Worth noting: if you have multiple VM guest OSes on a single host, which all access the same OCFS filesystem, you will be unnecessarily caching OCFS data multiple times, wasting memory. If your hypervisor supports memory deduplication, as VMware ESX does, you should enable it, if you haven't already. If that is not an option, it's best to only run one OCFS guest per host. It may be possible to run OCFS in the hypervisor, and map a virtual filesystem to each guest on that host. Read your virtual platform documentation to find the right solution for your environment.
of "location" and it finds much faster the files. As matter fact the space provide to us, we might have to give back some of it. Buying hardware is not an option yet. So we keep thinking how to imprive performance tunning everything up.

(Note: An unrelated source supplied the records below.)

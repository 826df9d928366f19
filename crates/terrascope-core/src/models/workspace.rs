use serde::{Deserialize, Serialize};
use chrono::{DateTime, Utc};

/// Shared grouping of projects and members
#[derive(Debug, Clone, PartialEq, Serialize, Deserialize)]
pub struct Workspace {
    pub id: String,
    pub name: String,
    pub description: Option<String>,
    #[serde(rename = "memberCount")]
    pub member_count: Option<u32>,
    #[serde(rename = "projectCount")]
    pub project_count: Option<u32>,
    #[serde(rename = "createdAt")]
    pub created_at: Option<DateTime<Utc>>,
}

/// Payload for `POST /workspaces`
#[derive(Debug, Clone, Serialize)]
pub struct NewWorkspace {
    pub name: String,
    #[serde(skip_serializing_if = "Option::is_none")]
    pub description: Option<String>,
}

/// Payload for `PATCH /workspaces/{id}` - only the fields being changed are sent
#[derive(Debug, Clone, Default, Serialize)]
pub struct WorkspaceUpdate {
    #[serde(skip_serializing_if = "Option::is_none")]
    pub name: Option<String>,
    #[serde(skip_serializing_if = "Option::is_none")]
    pub description: Option<String>,
}

#[cfg(test)]
mod tests {
    use super::*;

    #[test]
    fn test_parse_workspace_response() {
        let json = r#"{
            "id": "a7c2e9d0-5b1f-49e3-8a77-4f0cf4dd90b2",
            "name": "Coastal Monitoring",
            "description": null,
            "memberCount": 6,
            "projectCount": 11
        }"#;

        let workspace: Workspace =
            serde_json::from_str(json).expect("Failed to parse workspace JSON");
        assert_eq!(workspace.member_count, Some(6));
        assert!(workspace.description.is_none());
    }
}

Losing some space is fine as long as you don't lose spindles. Losing spindles decreases IOPS. Be sure that OCFS supports filesystem shrinking before the EMC OPs decrease the size of your LUN. And, make sure you've shutdown all of your OCFS hosts/guests _before_ they resize your LUN. If you don't, you'll possibly sustain corruption that will cause the loss of your entire OCFS filesystem. After they resize the LUN, bring one OCFS machine back online but without mounting the OCFS filesystem. Use the appropriate tool to shrink the filesystem, again, if OCFS can even do it. If not, do NOT let them resize your LUN. Make other arrangements.
I am thinking of chancge io schelduler also. But have not research a lot to try this yet, but it is in the plans.
Changing the Linux elevator has little effect in VM guests. Use the "noop" elevator in a VM environment, especially when using SAN storage. The Linux elevator cannot make head positioning decisions with SAN arrays--use noop.
The backup problem is because the machine that backups ( it joins the ocfs2 cluester just to backup files ) we are not able to make cache. Cause as much as we give RAM the bacula just eat up all ram we gave. I guess it is because of accurate option, still find a way to limit bacule ram use, so the kernel became able to cache some inodes.
Considering the nature of backup, I don't think the caching of metadata or files will decrease the IOPS load on the disk array. Backup is fairly sequential in nature, so caching anything would simply waste memory. I'm guessing what you really want is something like read ahead caching of metadata, so after finding one file, the next few directory table reads are from memory instead of disk. I don't know of a way to optimize for this.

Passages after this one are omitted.